Pros: A gripping drama, with clever use of projection and imagery.
Cons: The noise from the overhead trains often drowned out the voices of the actors on stage, leaving me worried I was missing vital conversations.
Written in 2002, Simon Stephen’s One Minute is a dramatic, emotive play centered around a missing child. Running at an hour and a half without an interval, the story follows the impact this missing child has on a number of different lives, including those of people who have never met her.
DI Gary Burroughs (Jake Ferretti) and DC Robert Evans (Oliver Kaderbhai) are investigating the disappearance of Daisy Schults. She has seemingly vanished into thin air, with no evidence found as to where she may have gone. Cait Davis plays Dr Anne Schults, Daisy’s mother, and her emotional performance is truly heartbreaking to watch. Although she constantly reassures the officers that she is coping, it is clear that she is utterly devastated and unable to comprehend the situation she finds herself in.
Soon after, we meet two female characters who, although they have never met Daisy, are deeply disturbed and affected by her disappearance. Marie Louise Burdett (Rose Riley) makes a statement to the police, convinced she saw Daisy in the park with a man; though the police soon uncover evidence to suggest it was a case of mistaken identity. Her roommate Catherine Denham (Rebecca Killick) has an interesting relationship with Gary, who during his lowest times complains about his marriage to his childhood sweetheart and constantly justifies why he has no children.

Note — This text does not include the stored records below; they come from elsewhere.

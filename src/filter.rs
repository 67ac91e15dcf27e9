// Copyright 2025-present Harīṣh Tummalachērla
// SPDX-License-Identifier: Apache-2.0

//! Structured filters, independent of free-text search.
//!
//! Filters AND together; a `MultiSelect` ORs across its own values. An empty
//! constraint (no values, no bounds, blank term) is a no-op rather than "match
//! nothing": that is how "no filter selected" is expressed without a separate
//! flag.
//!
//! A record that lacks the filtered field never satisfies an active filter.
//!
//! # Textual syntax
//!
//! `FieldFilter` parses from the compact form the CLI accepts:
//!
//! | Expression                  | Filter                              |
//! |-----------------------------|-------------------------------------|
//! | `status=Habilitado`         | `ExactMatch`                        |
//! | `status:in=Nueva,Resuelta`  | `MultiSelect`                       |
//! | `fecha:from=2024-01-10`     | `DateRange` with a lower bound      |
//! | `fecha:to=2024-01-31`       | `DateRange` with an upper bound     |
//! | `id:contains=qa-10`         | `TextContains`                      |

use std::str::FromStr;

use chrono::{NaiveDate, NaiveDateTime, NaiveTime};
use log::debug;
use serde::{Deserialize, Serialize};

use crate::error::QueryError;
use crate::types::{Record, Value};

/// One field-level predicate.
#[derive(Debug, Clone, PartialEq, Serialize, Deserialize)]
#[serde(tag = "kind", rename_all = "camelCase")]
pub enum FieldFilter {
    /// Field equals the value.
    ExactMatch { field: String, value: Value },
    /// Field equals any of the values. Empty set constrains nothing.
    MultiSelect {
        field: String,
        #[serde(default)]
        values: Vec<Value>,
    },
    /// Field's instant lies within `[from 00:00, to 23:59:59.999999999]`, in
    /// local time. Either bound may be open.
    DateRange {
        field: String,
        #[serde(default)]
        from: Option<NaiveDate>,
        #[serde(default)]
        to: Option<NaiveDate>,
    },
    /// Field's text contains the term, ignoring case. Blank term constrains
    /// nothing.
    TextContains { field: String, term: String },
}

impl FieldFilter {
    pub fn exact(field: impl Into<String>, value: impl Into<Value>) -> Self {
        FieldFilter::ExactMatch {
            field: field.into(),
            value: value.into(),
        }
    }

    pub fn one_of<V: Into<Value>>(field: impl Into<String>, values: impl IntoIterator<Item = V>) -> Self {
        FieldFilter::MultiSelect {
            field: field.into(),
            values: values.into_iter().map(Into::into).collect(),
        }
    }

    pub fn date_range(field: impl Into<String>, from: Option<NaiveDate>, to: Option<NaiveDate>) -> Self {
        FieldFilter::DateRange {
            field: field.into(),
            from,
            to,
        }
    }

    pub fn contains(field: impl Into<String>, term: impl Into<String>) -> Self {
        FieldFilter::TextContains {
            field: field.into(),
            term: term.into(),
        }
    }

    /// The field this filter constrains.
    pub fn field(&self) -> &str {
        match self {
            FieldFilter::ExactMatch { field, .. }
            | FieldFilter::MultiSelect { field, .. }
            | FieldFilter::DateRange { field, .. }
            | FieldFilter::TextContains { field, .. } => field,
        }
    }

    /// Does this filter exclude anything at all?
    pub fn is_active(&self) -> bool {
        match self {
            FieldFilter::ExactMatch { .. } => true,
            FieldFilter::MultiSelect { values, .. } => !values.is_empty(),
            FieldFilter::DateRange { from, to, .. } => from.is_some() || to.is_some(),
            FieldFilter::TextContains { term, .. } => !term.trim().is_empty(),
        }
    }

    /// Evaluate against one record.
    pub fn matches<R: Record + ?Sized>(&self, record: &R) -> bool {
        if !self.is_active() {
            return true;
        }
        let Some(actual) = record.field(self.field()) else {
            return false;
        };

        match self {
            FieldFilter::ExactMatch { value, .. } => loosely_equal(&actual, value),
            FieldFilter::MultiSelect { values, .. } => {
                values.iter().any(|v| loosely_equal(&actual, v))
            }
            FieldFilter::DateRange { from, to, .. } => {
                let Some(instant) = actual.as_datetime() else {
                    return false;
                };
                from.map_or(true, |d| instant >= day_start(d))
                    && to.map_or(true, |d| instant <= day_end(d))
            }
            FieldFilter::TextContains { term, .. } => actual
                .display()
                .to_lowercase()
                .contains(&term.trim().to_lowercase()),
        }
    }
}

/// Same-variant values compare structurally; mixed variants compare by their
/// display text, so `"5"` selects a numeric `5`.
fn loosely_equal(actual: &Value, expected: &Value) -> bool {
    if std::mem::discriminant(actual) == std::mem::discriminant(expected) {
        actual == expected
    } else {
        actual.display() == expected.display()
    }
}

/// Local day start.
pub fn day_start(date: NaiveDate) -> NaiveDateTime {
    date.and_time(NaiveTime::MIN)
}

/// Last representable instant of the local day.
pub fn day_end(date: NaiveDate) -> NaiveDateTime {
    date.and_hms_nano_opt(23, 59, 59, 999_999_999)
        .unwrap_or_else(|| day_start(date))
}

/// Keep the records that pass every filter, in input order.
pub fn apply_filters<'a, R: Record>(records: &'a [R], filters: &[FieldFilter]) -> Vec<&'a R> {
    let active: Vec<&FieldFilter> = filters.iter().filter(|f| f.is_active()).collect();
    let kept: Vec<&R> = records
        .iter()
        .filter(|record| active.iter().all(|f| f.matches(*record)))
        .collect();
    debug!(
        "filter stage: {} active filters kept {} of {} records",
        active.len(),
        kept.len(),
        records.len()
    );
    kept
}

/// Count of filters that actually constrain the result.
pub fn active_count(filters: &[FieldFilter]) -> usize {
    filters.iter().filter(|f| f.is_active()).count()
}

impl FromStr for FieldFilter {
    type Err = QueryError;

    fn from_str(expr: &str) -> Result<Self, Self::Err> {
        let invalid = |reason: &str| QueryError::InvalidFilter {
            expr: expr.to_string(),
            reason: reason.to_string(),
        };

        let (lhs, value) = expr
            .split_once('=')
            .ok_or_else(|| invalid("missing '='"))?;
        let (field, op) = match lhs.split_once(':') {
            Some((field, op)) => (field.trim(), Some(op.trim())),
            None => (lhs.trim(), None),
        };
        if field.is_empty() {
            return Err(invalid("missing field name"));
        }

        match op {
            None => Ok(FieldFilter::exact(field, value)),
            Some("in") => Ok(FieldFilter::one_of(
                field,
                value
                    .split(',')
                    .map(str::trim)
                    .filter(|v| !v.is_empty())
                    .map(str::to_string),
            )),
            Some("from") => Ok(FieldFilter::date_range(field, Some(parse_date(value)?), None)),
            Some("to") => Ok(FieldFilter::date_range(field, None, Some(parse_date(value)?))),
            Some("contains") => Ok(FieldFilter::contains(field, value)),
            Some(other) => Err(invalid(&format!(
                "unknown operator '{}', expected in, from, to or contains",
                other
            ))),
        }
    }
}

/// Parse a calendar date in `YYYY-MM-DD` form.
pub fn parse_date(s: &str) -> Result<NaiveDate, QueryError> {
    NaiveDate::parse_from_str(s.trim(), "%Y-%m-%d").map_err(|_| QueryError::InvalidDate(s.to_string()))
}
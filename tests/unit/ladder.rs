//! Which rung fires, and where the span lands, on driver-table values.

use tabula::search::Term;
use tabula::{matches_term, matches_term_with, normalize, MatchConfig, MatchStrategy, Span};

#[test]
fn test_exact_wins_over_normalized_rungs() {
    // "León" would also match after normalization; the raw rung is tried first
    let result = matches_term("Nuevo Le\u{f3}n", "Le\u{f3}n");
    assert_eq!(result.strategy, Some(MatchStrategy::Exact));
    assert_eq!(result.matched_span, Some(Span::new(6, 11)));
}

#[test]
fn test_exact_on_phone_digits() {
    let result = matches_term("8112340001", "1234");
    assert_eq!(result.strategy, Some(MatchStrategy::Exact));
    assert_eq!(result.matched_span, Some(Span::new(2, 6)));
}

#[test]
fn test_normalized_equality_spans_whole_value() {
    let result = matches_term("NUEVO LE\u{d3}N", "nuevo le\u{f3}n");
    assert_eq!(result.strategy, Some(MatchStrategy::Normalized));
    assert_eq!(result.matched_span, Some(Span::new(0, 10)));
}

#[test]
fn test_suffix_after_accent_folding() {
    let result = matches_term("HEB Cumbres \u{c9}lite", "elite");
    assert_eq!(result.strategy, Some(MatchStrategy::Suffix));
    assert_eq!(result.matched_span, Some(Span::new(12, 17)));
}

#[test]
fn test_lowercase_curp_fragment() {
    let curp = "MASR880322HNLRLB01";
    let result = matches_term(curp, "masr");
    assert!(result.matched);
    // Prefix is tried before substring, and a prefix is also a substring
    assert_eq!(result.strategy, Some(MatchStrategy::Prefix));
    assert!(normalize(curp).contains(&normalize("masr")));
    assert!(!curp.contains("masr"));

    // Mid-value fragments land on the substring rung
    let result = matches_term(curp, "880322hnl");
    assert_eq!(result.strategy, Some(MatchStrategy::Substring));
    assert_eq!(result.matched_span, Some(Span::new(4, 13)));
}

#[test]
fn test_email_matches_without_punctuation() {
    let result = matches_term("roberto.martinez@example.com", "robertomartinez");
    assert_eq!(result.strategy, Some(MatchStrategy::Prefix));
}

#[test]
fn test_punctuation_only_term() {
    // Raw containment still counts
    assert_eq!(
        matches_term("DRV-0001", "-").strategy,
        Some(MatchStrategy::Exact)
    );
    // but it must not fall through to the normalized rungs
    let result = matches_term("DRV0001", "---");
    assert!(!result.matched);
    assert_eq!(result.strategy, None);
    assert_eq!(result.matched_span, None);
}

#[test]
fn test_threshold_is_configurable() {
    assert!(matches_term("Monterrey", "Monterey").matched);

    let strict = MatchConfig::default().with_threshold(0.95);
    assert!(!matches_term_with("Monterrey", "Monterey", &strict).matched);

    let loose = MatchConfig::default().with_threshold(0.6);
    assert_eq!(
        matches_term_with("Monterrey", "Montrey", &loose).strategy,
        Some(MatchStrategy::FuzzyWhole)
    );
}

#[test]
fn test_min_word_len_is_configurable() {
    let value = "Gabriela Ortega Estrada";
    assert_eq!(
        matches_term(value, "Estrda").strategy,
        Some(MatchStrategy::FuzzyWord)
    );

    let long_words_only = MatchConfig::default().with_min_word_len(8);
    assert!(!matches_term_with(value, "Estrda", &long_words_only).matched);
}

#[test]
fn test_fuzzy_word_span_points_into_normalized_value() {
    let value = "Mi Tienda San Nicolás";
    let result = matches_term(value, "Nicolaz");
    assert_eq!(result.strategy, Some(MatchStrategy::FuzzyWord));
    let span = result.matched_span.unwrap();
    assert_eq!(&normalize(value)[span.start..span.end], "nicolas");
}

#[test]
fn test_fuzzy_strategies_are_flagged() {
    assert!(MatchStrategy::FuzzyWhole.is_fuzzy());
    assert!(MatchStrategy::FuzzyWord.is_fuzzy());
    assert!(!MatchStrategy::Substring.is_fuzzy());
    assert!(!MatchStrategy::Exact.is_fuzzy());
}

#[test]
fn test_term_trims_and_normalizes_once() {
    let term = Term::new("  Peña ");
    assert_eq!(term.raw(), "Peña");
    assert_eq!(term.normalized(), "pena");
    assert!(!term.is_blank());
    assert!(Term::new(" \t ").is_blank());
}

#[test]
fn test_unrelated_value_misses() {
    let result = matches_term("Tamaulipas", "Durango");
    assert!(!result.matched);
    assert_eq!(result.strategy, None);
}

The set, designed by Natalie Parsons, is simple but effective – it consists of a metal cube with sliding panels at the back upon which images are projected. These range from huge raindrops, which alongside the surround sound system makes the audience feel part of the scene itself; to ghostly images of people bustling around the cast, which gives the impression of a busy London street. Lighting is also effectively used, with rope-like lights dragged across the stage and pinned to the floor at various points of the play. Although initially confusing it eventually becomes clear at the end that it is set up to resemble a pin board used in police investigations.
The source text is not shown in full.